- Texte visé : Projet de loi, adopté par le Sénat, après engagement de la procédure accélérée, relatif à la lutte contre les fraudes sociales et fiscales, n° 2115
- Stade de lecture : 1ère lecture (2ème assemblée saisie)
- Examiné par : Commission des affaires sociales
- Code concerné : Code de la sécurité sociale
Compléter cet article par les trois alinéas suivants :
« II. – Le III de l’article L. 243‑7‑7 du code de la sécurité sociale est ainsi modifié :
« 1° Au début du 1°, le taux : « 45 % » est remplacé par le taux : « 90 % » ;
« 2° Au début du 2°, le taux : « 60 % » est remplacé par le taux : « 120 % ». »
Cet amendement propose d’augmenter les sanctions pour la fraude aux cotisations patronales.
Selon une estimation du Haut Conseil du Financement de la Protection sociale (HCFiPS) de juillet 2024, la fraude (perte de recettes) pour les cotisations serait de 7,25 milliards d’euros par an (6,91 milliards pour les URSSAF et 0,34 milliard pour la branche autonomie). Pour le HCFiPS, cette estimation est un minorant, car ne prenant pas en compte les redressements comptables d’assiette de 4,6 milliards dont une partie est nécessairement intentionnelle.
La fraude aux cotisations patronales (travail dissimulé, sous-déclaration d’heures, fraudes aux statuts, création d’entreprises éphémères) est une fraude beaucoup plus coûteuse pour la Sécurité sociale que la « fraude » aux prestations des assurés qui sont stigmatisés à travers ce projet de loi.
De plus, cette fraude est un vecteur de précarisation des travailleurs et des travailleuses dans ce pays, notamment des plus précaires avec nombre d’entre eux qui sont aujourd’hui sans papiers et qu’il faudrait régulariser de toute urgence.
Sans conditionner les aides aux entreprises et sans investir massivement dans les services de contrôle au sein des administrations, ce phénomène continuera largement d’exister. Il faut prendre le mal à la racine et donner les moyens aux contrôleurs de l’URSSAF (aujourd’hui seulement au nombre de 400) et aux inspecteurs du travail (seulement 1700 agents de contrôle).

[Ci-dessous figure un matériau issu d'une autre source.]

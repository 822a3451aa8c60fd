//! Bibliographic metadata extraction and normalization.
//!
//! Field extraction runs as an ordered list of independent strategies, each
//! returning an optional match over the document's leading lines; the first
//! match wins. [`normalize`] then coerces the guesses into a schema-complete
//! [`ThesisMeta`] record: every canonical field present (empty string when
//! unknown), `subjects` joined to a scalar string with the main subject
//! first and never duplicated.
//!
//! The main subject comes from a deterministic fallback chain:
//! 1. rule match of degree/title terms against [`DEGREE_TO_MAIN_SUBJECT`];
//! 2. exact match of an extracted subject against [`MAIN_SUBJECTS`];
//! 3. embedding-similarity nearest vocabulary entry (skipped when the
//!    provider is disabled or errors);
//! 4. the fixed default `"General Works"`.

use regex::Regex;
use std::sync::LazyLock;

use crate::config::EmbeddingConfig;
use crate::embedding;
use crate::models::ThesisMeta;

/// Controlled vocabulary for main subjects.
pub const MAIN_SUBJECTS: &[&str] = &[
    "Agriculture",
    "Anthropology",
    "Archaeology",
    "Architecture",
    "Astronomy",
    "Biology",
    "Botany",
    "Chemistry",
    "Communications",
    "Computer Science",
    "Ecology",
    "Education",
    "Engineering",
    "Information and Communications Technology",
    "Environmental Science",
    "Fisheries",
    "Food Science and Technology",
    "Forestry",
    "Genetics",
    "Geology",
    "Health and Wellness",
    "Hydrology",
    "Industry",
    "Library and Information Science",
    "Livelihood",
    "Marine Science",
    "Mathematics",
    "Medicine",
    "Meteorology",
    "Nutrition",
    "Physics",
    "Science and Technology",
    "Statistics",
    "Social Sciences",
    "Veterinary Medicine",
    "Zoology",
    "General Works",
];

/// Fixed fallback when no other strategy resolves a main subject.
pub const DEFAULT_MAIN_SUBJECT: &str = "General Works";

/// Rule-based mapping from degree/title terms to a main subject.
const DEGREE_TO_MAIN_SUBJECT: &[(&str, &str)] = &[
    ("agronomy", "Agriculture"),
    ("horticulture", "Agriculture"),
    ("plant breeding", "Agriculture"),
    ("soil science", "Agriculture"),
    ("entomology", "Agriculture"),
    ("botany", "Botany"),
    ("forestry", "Forestry"),
    ("environmental science", "Environmental Science"),
    ("marine science", "Marine Science"),
    ("applied nutrition", "Food Science and Technology"),
    ("food science", "Food Science and Technology"),
    ("genetics", "Genetics"),
    ("mathematics", "Mathematics"),
    ("statistics", "Statistics"),
    ("physics", "Physics"),
    ("chemistry", "Chemistry"),
    ("engineering", "Engineering"),
    ("computer science", "Computer Science"),
    ("information technology", "Computer Science"),
    ("social science", "Social Sciences"),
    ("economics", "Social Sciences"),
    ("education", "Education"),
    ("general science", "General Works"),
];

static SECTION_HEADER_RE: LazyLock<Regex> = LazyLock::new(|| {
    Regex::new(
        r"(?i)^(CHAPTER|INTRODUCTION|BACKGROUND|REVIEW|STATEMENT|OBJECTIVES|SCOPE|SIGNIFICANCE|SUMMARY|CONCLUSION|REFERENCES|ACKNOWLEDGMENTS?)",
    )
    .unwrap()
});

static NUMBERED_HEADING_RE: LazyLock<Regex> =
    LazyLock::new(|| Regex::new(r"^([IVXLCDM]+|\d+)\.\s*([A-Z][A-Z ]+)?$").unwrap());

static YEAR_RE: LazyLock<Regex> = LazyLock::new(|| Regex::new(r"(19|20)\d{2}").unwrap());

static DEGREE_RE: LazyLock<Regex> = LazyLock::new(|| {
    Regex::new(r"(?i)(Master|Doctor|Bachelor|Philosophy|Science|Arts|Engineering)").unwrap()
});

/// Raw field guesses produced by the extractor strategies; every field is
/// optional until [`normalize`] fills in the canonical defaults.
#[derive(Debug, Clone, Default)]
pub struct RawMetadata {
    pub title: Option<String>,
    pub author: Option<String>,
    pub degree: Option<String>,
    pub university: Option<String>,
    pub publication_year: Option<String>,
    pub abstract_text: Option<String>,
    pub subjects: Vec<String>,
}

/// Run every extractor strategy over the document text.
pub fn extract(text: &str) -> RawMetadata {
    let lines: Vec<&str> = text.lines().collect();
    RawMetadata {
        title: extract_title(&lines),
        author: extract_author(&lines),
        degree: extract_degree(&lines),
        university: extract_university(&lines),
        publication_year: extract_year(&lines),
        abstract_text: extract_abstract(&lines),
        subjects: extract_subjects(&lines),
    }
}

/// Title: first non-empty line.
fn extract_title(lines: &[&str]) -> Option<String> {
    lines
        .iter()
        .find(|l| !l.trim().is_empty())
        .map(|l| l.trim().to_string())
}

/// Author: first non-empty line among lines 2..10 that is not a section
/// header.
fn extract_author(lines: &[&str]) -> Option<String> {
    lines
        .iter()
        .skip(1)
        .take(9)
        .find(|l| !l.trim().is_empty() && !SECTION_HEADER_RE.is_match(l.trim()))
        .map(|l| l.trim().to_string())
}

/// Degree: first line mentioning a degree keyword.
fn extract_degree(lines: &[&str]) -> Option<String> {
    lines
        .iter()
        .find(|l| DEGREE_RE.is_match(l))
        .map(|l| l.trim().to_string())
}

/// University: first line containing "university".
fn extract_university(lines: &[&str]) -> Option<String> {
    lines
        .iter()
        .find(|l| l.to_lowercase().contains("university"))
        .map(|l| l.trim().to_string())
}

/// Publication year: first 4-digit 19xx/20xx year in lines 2..20.
fn extract_year(lines: &[&str]) -> Option<String> {
    lines
        .iter()
        .skip(1)
        .take(19)
        .find_map(|l| YEAR_RE.find(l).map(|m| m.as_str().to_string()))
}

/// Abstract: lines between an `ABSTRACT` heading and the next section
/// header, numbered heading, or keywords line.
fn extract_abstract(lines: &[&str]) -> Option<String> {
    let mut collected: Vec<&str> = Vec::new();
    let mut in_abstract = false;

    for line in lines {
        if !in_abstract {
            if line.trim().to_uppercase().starts_with("ABSTRACT") {
                in_abstract = true;
            }
            continue;
        }
        let trimmed = line.trim();
        if SECTION_HEADER_RE.is_match(trimmed)
            || NUMBERED_HEADING_RE.is_match(trimmed)
            || is_keywords_line(trimmed)
        {
            break;
        }
        collected.push(trimmed);
    }

    let joined = collected.join(" ").trim().to_string();
    if joined.is_empty() {
        None
    } else {
        Some(joined)
    }
}

/// Subjects: a `Keywords:`/`PACS:` line plus continuation lines until a
/// blank line or section boundary, split on commas and semicolons.
fn extract_subjects(lines: &[&str]) -> Vec<String> {
    let mut subjects = Vec::new();

    for (i, line) in lines.iter().enumerate() {
        if !is_keywords_line(line.trim()) {
            continue;
        }
        let after_prefix = match line.split_once(':') {
            Some((_, rest)) => rest,
            None => line,
        };
        push_subject_terms(&mut subjects, after_prefix);

        for next in lines.iter().skip(i + 1) {
            let trimmed = next.trim();
            if trimmed.is_empty()
                || SECTION_HEADER_RE.is_match(trimmed)
                || NUMBERED_HEADING_RE.is_match(trimmed)
            {
                break;
            }
            push_subject_terms(&mut subjects, trimmed);
        }
        break;
    }

    subjects
}

fn is_keywords_line(line: &str) -> bool {
    line.to_lowercase().starts_with("keywords:") || line.to_uppercase().starts_with("PACS:")
}

fn push_subject_terms(subjects: &mut Vec<String>, text: &str) {
    for term in text.split([',', ';']) {
        let term = term.trim();
        if !term.is_empty() {
            subjects.push(term.to_string());
        }
    }
}

/// Resolve the main subject through the fallback chain. Deterministic for
/// identical inputs: the similarity step depends only on the embedding
/// service, which is assumed deterministic, and ties break on vocabulary
/// order.
pub async fn resolve_main_subject(config: &EmbeddingConfig, raw: &RawMetadata) -> String {
    if let Some(subject) = main_subject_by_rule(raw.degree.as_deref(), raw.title.as_deref()) {
        return subject.to_string();
    }
    if let Some(subject) = main_subject_by_vocab(&raw.subjects) {
        return subject.to_string();
    }
    if config.is_enabled() {
        match main_subject_by_similarity(config, raw).await {
            Ok(Some(subject)) => return subject,
            Ok(None) => {}
            Err(e) => {
                eprintln!("Warning: subject similarity lookup failed: {}", e);
            }
        }
    }
    DEFAULT_MAIN_SUBJECT.to_string()
}

/// Strategy 1: rule-based mapping from degree/title terms.
pub fn main_subject_by_rule(degree: Option<&str>, title: Option<&str>) -> Option<&'static str> {
    let degree = degree.unwrap_or_default().to_lowercase();
    let title = title.unwrap_or_default().to_lowercase();
    DEGREE_TO_MAIN_SUBJECT
        .iter()
        .find(|(term, _)| degree.contains(term) || title.contains(term))
        .map(|(_, subject)| *subject)
}

/// Strategy 2: exact (case-insensitive) controlled-vocabulary match.
pub fn main_subject_by_vocab(subjects: &[String]) -> Option<&'static str> {
    subjects.iter().find_map(|s| {
        MAIN_SUBJECTS
            .iter()
            .find(|main| s.eq_ignore_ascii_case(main))
            .copied()
    })
}

/// Strategy 3: embedding-similarity nearest vocabulary entry for the
/// "degree. title" context, falling back to the abstract.
async fn main_subject_by_similarity(
    config: &EmbeddingConfig,
    raw: &RawMetadata,
) -> anyhow::Result<Option<String>> {
    let context = format!(
        "{}. {}",
        raw.degree.as_deref().unwrap_or_default(),
        raw.title.as_deref().unwrap_or_default()
    );
    let context = context.trim_matches(['.', ' ']).to_string();
    let context = if context.is_empty() {
        match &raw.abstract_text {
            Some(a) if !a.trim().is_empty() => a.clone(),
            _ => return Ok(None),
        }
    } else {
        context
    };

    let mut texts: Vec<String> = vec![context];
    texts.extend(MAIN_SUBJECTS.iter().map(|s| s.to_string()));
    let vectors = embedding::embed_texts(config, &texts).await?;

    let (context_vec, subject_vecs) = match vectors.split_first() {
        Some(split) => split,
        None => return Ok(None),
    };

    let mut best: Option<(usize, f32)> = None;
    for (idx, vec) in subject_vecs.iter().enumerate() {
        let sim = embedding::cosine_similarity(context_vec, vec);
        if best.is_none_or(|(_, s)| sim > s) {
            best = Some((idx, sim));
        }
    }

    Ok(best.map(|(idx, _)| MAIN_SUBJECTS[idx].to_string()))
}

/// Coerce raw guesses into the canonical schema-complete record.
///
/// The main subject leads the `subjects` scalar and any duplicate of it in
/// the extracted list is dropped.
pub fn normalize(raw: RawMetadata, main_subject: String) -> ThesisMeta {
    let mut subjects = vec![main_subject.clone()];
    subjects.extend(
        raw.subjects
            .into_iter()
            .filter(|s| !s.eq_ignore_ascii_case(&main_subject)),
    );

    ThesisMeta {
        title: raw.title.unwrap_or_default(),
        author: raw.author.unwrap_or_default(),
        degree: raw.degree.unwrap_or_default(),
        publication_year: raw.publication_year.unwrap_or_default(),
        university: raw.university.unwrap_or_default(),
        abstract_text: raw.abstract_text.unwrap_or_default(),
        subjects: subjects.join(", "),
        call_no: String::new(),
    }
}

#[cfg(test)]
mod tests {
    use super::*;

    const SAMPLE: &str = "\
Effects of Mulching on Soil Erosion in Upland Farms
MARIA L. SANTOS
A thesis submitted in partial fulfillment of the requirements
for the degree of Master of Science in Soil Science
Central Highlands University
2019

ABSTRACT
Mulching trials were conducted on sloped plots.
Erosion rates dropped under all treatments.
Keywords: soil erosion, mulching, upland farming
CHAPTER 1
";

    #[test]
    fn test_extract_fields() {
        let raw = extract(SAMPLE);
        assert_eq!(
            raw.title.as_deref(),
            Some("Effects of Mulching on Soil Erosion in Upland Farms")
        );
        assert_eq!(raw.author.as_deref(), Some("MARIA L. SANTOS"));
        assert_eq!(
            raw.degree.as_deref(),
            Some("for the degree of Master of Science in Soil Science")
        );
        assert_eq!(
            raw.university.as_deref(),
            Some("Central Highlands University")
        );
        assert_eq!(raw.publication_year.as_deref(), Some("2019"));
        assert_eq!(
            raw.abstract_text.as_deref(),
            Some("Mulching trials were conducted on sloped plots. Erosion rates dropped under all treatments.")
        );
        assert_eq!(
            raw.subjects,
            vec!["soil erosion", "mulching", "upland farming"]
        );
    }

    #[test]
    fn test_extract_empty_text() {
        let raw = extract("");
        assert!(raw.title.is_none());
        assert!(raw.author.is_none());
        assert!(raw.subjects.is_empty());
    }

    #[test]
    fn test_rule_match_from_title() {
        let subject = main_subject_by_rule(None, Some("Advances in Plant Breeding Methods"));
        assert_eq!(subject, Some("Agriculture"));
    }

    #[test]
    fn test_rule_match_from_degree() {
        let subject = main_subject_by_rule(Some("Master of Science in Forestry"), None);
        assert_eq!(subject, Some("Forestry"));
    }

    #[test]
    fn test_vocab_match_case_insensitive() {
        let subjects = vec!["irrigation".to_string(), "hydrology".to_string()];
        assert_eq!(main_subject_by_vocab(&subjects), Some("Hydrology"));
    }

    #[test]
    fn test_vocab_no_match() {
        let subjects = vec!["mulching".to_string()];
        assert_eq!(main_subject_by_vocab(&subjects), None);
    }

    #[test]
    fn test_normalize_fills_defaults() {
        let meta = normalize(RawMetadata::default(), DEFAULT_MAIN_SUBJECT.to_string());
        assert_eq!(meta.title, "");
        assert_eq!(meta.author, "");
        assert_eq!(meta.call_no, "");
        assert_eq!(meta.subjects, "General Works");
    }

    #[test]
    fn test_normalize_dedupes_main_subject() {
        let raw = RawMetadata {
            subjects: vec![
                "soil erosion".to_string(),
                "AGRICULTURE".to_string(),
                "mulching".to_string(),
            ],
            ..Default::default()
        };
        let meta = normalize(raw, "Agriculture".to_string());
        assert_eq!(meta.subjects, "Agriculture, soil erosion, mulching");
    }

    #[tokio::test]
    async fn test_resolve_falls_back_to_default_when_disabled() {
        let config = EmbeddingConfig::default();
        let raw = RawMetadata {
            title: Some("An Unclassifiable Study".to_string()),
            ..Default::default()
        };
        let subject = resolve_main_subject(&config, &raw).await;
        assert_eq!(subject, DEFAULT_MAIN_SUBJECT);
    }

    #[tokio::test]
    async fn test_resolve_prefers_rule_over_vocab() {
        let config = EmbeddingConfig::default();
        let raw = RawMetadata {
            degree: Some("Doctor of Philosophy in Economics".to_string()),
            subjects: vec!["Physics".to_string()],
            ..Default::default()
        };
        let subject = resolve_main_subject(&config, &raw).await;
        assert_eq!(subject, "Social Sciences");
    }
}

Ainsi, la nature et le montant des sanctions actuelles doivent être plus dissuasifs Nous proposons donc d’augmenter les sanctions à l’encontre de la fraude aux cotisations.
Cet amendement avait été adopté en séance à l’assemblée nationale lors de l’examen du projet de loi de financement de la sécurité sociale pour 2025 mais non retenu par le Gouvernement de Michel Barnier, lors de la transmission au Sénat.